ENTRIES SUPPLIED
============

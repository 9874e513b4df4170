use crate::EconomyError;

const COUNTRY_CODE: &str = "55";

/// Shortest national part (area code + subscriber) we accept.
const MIN_NATIONAL_DIGITS: usize = 8;

/// Canonical form of a WhatsApp number: digits only, a single leading `55`.
///
/// Users type numbers with or without the country code, sometimes twice
/// (`+55 55 11 9...`), so repeated prefixes collapse into one.
pub fn normalize_number(input: &str) -> Result<String, EconomyError> {
    let digits: String = input.chars().filter(|c| c.is_ascii_digit()).collect();

    let mut national = digits.as_str();
    while let Some(rest) = national.strip_prefix(COUNTRY_CODE) {
        national = rest;
    }

    if national.len() < MIN_NATIONAL_DIGITS {
        return Err(EconomyError::InvalidNumber(input.to_string()));
    }

    Ok(format!("{COUNTRY_CODE}{national}"))
}

/// The bot builds the JID itself and expects the number without `55`.
pub fn number_for_bot(normalized: &str) -> &str {
    normalized.strip_prefix(COUNTRY_CODE).unwrap_or(normalized)
}

/// WhatsApp group JID for a configured notification group id.
pub fn group_jid(group: &str) -> String {
    let trimmed = group.trim();
    if trimmed.ends_with("@g.us") {
        return trimmed.to_string();
    }
    let digits: String = trimmed.chars().filter(|c| c.is_ascii_digit()).collect();
    format!("{digits}@g.us")
}
//! Query functions over a borrowed connection.
//!
//! Every function takes `&Connection` so it can run either standalone via
//! [`crate::Database::with_conn`] or as one step of a larger
//! [`crate::Database::transaction`].

pub mod auth;
pub mod effects;
pub mod ledger;
pub mod raffles;
pub mod store;
pub mod users;

use anyhow::Result;

pub(crate) trait OptionalExt<T> {
    fn optional(self) -> Result<Option<T>>;
}

impl<T> OptionalExt<T> for std::result::Result<T, rusqlite::Error> {
    fn optional(self) -> Result<Option<T>> {
        match self {
            Ok(val) => Ok(Some(val)),
            Err(rusqlite::Error::QueryReturnedNoRows) => Ok(None),
            Err(e) => Err(e.into()),
        }
    }
}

============

TASK DIRECTIONS
Set out every line from the material that contains the string "input".

ANSWER TO THIS TASK
pub fn normalize_number(input: &str) -> Result<String, EconomyError> {
    let digits: String = input.chars().filter(|c| c.is_ascii_digit()).collect();
        return Err(EconomyError::InvalidNumber(input.to_string()));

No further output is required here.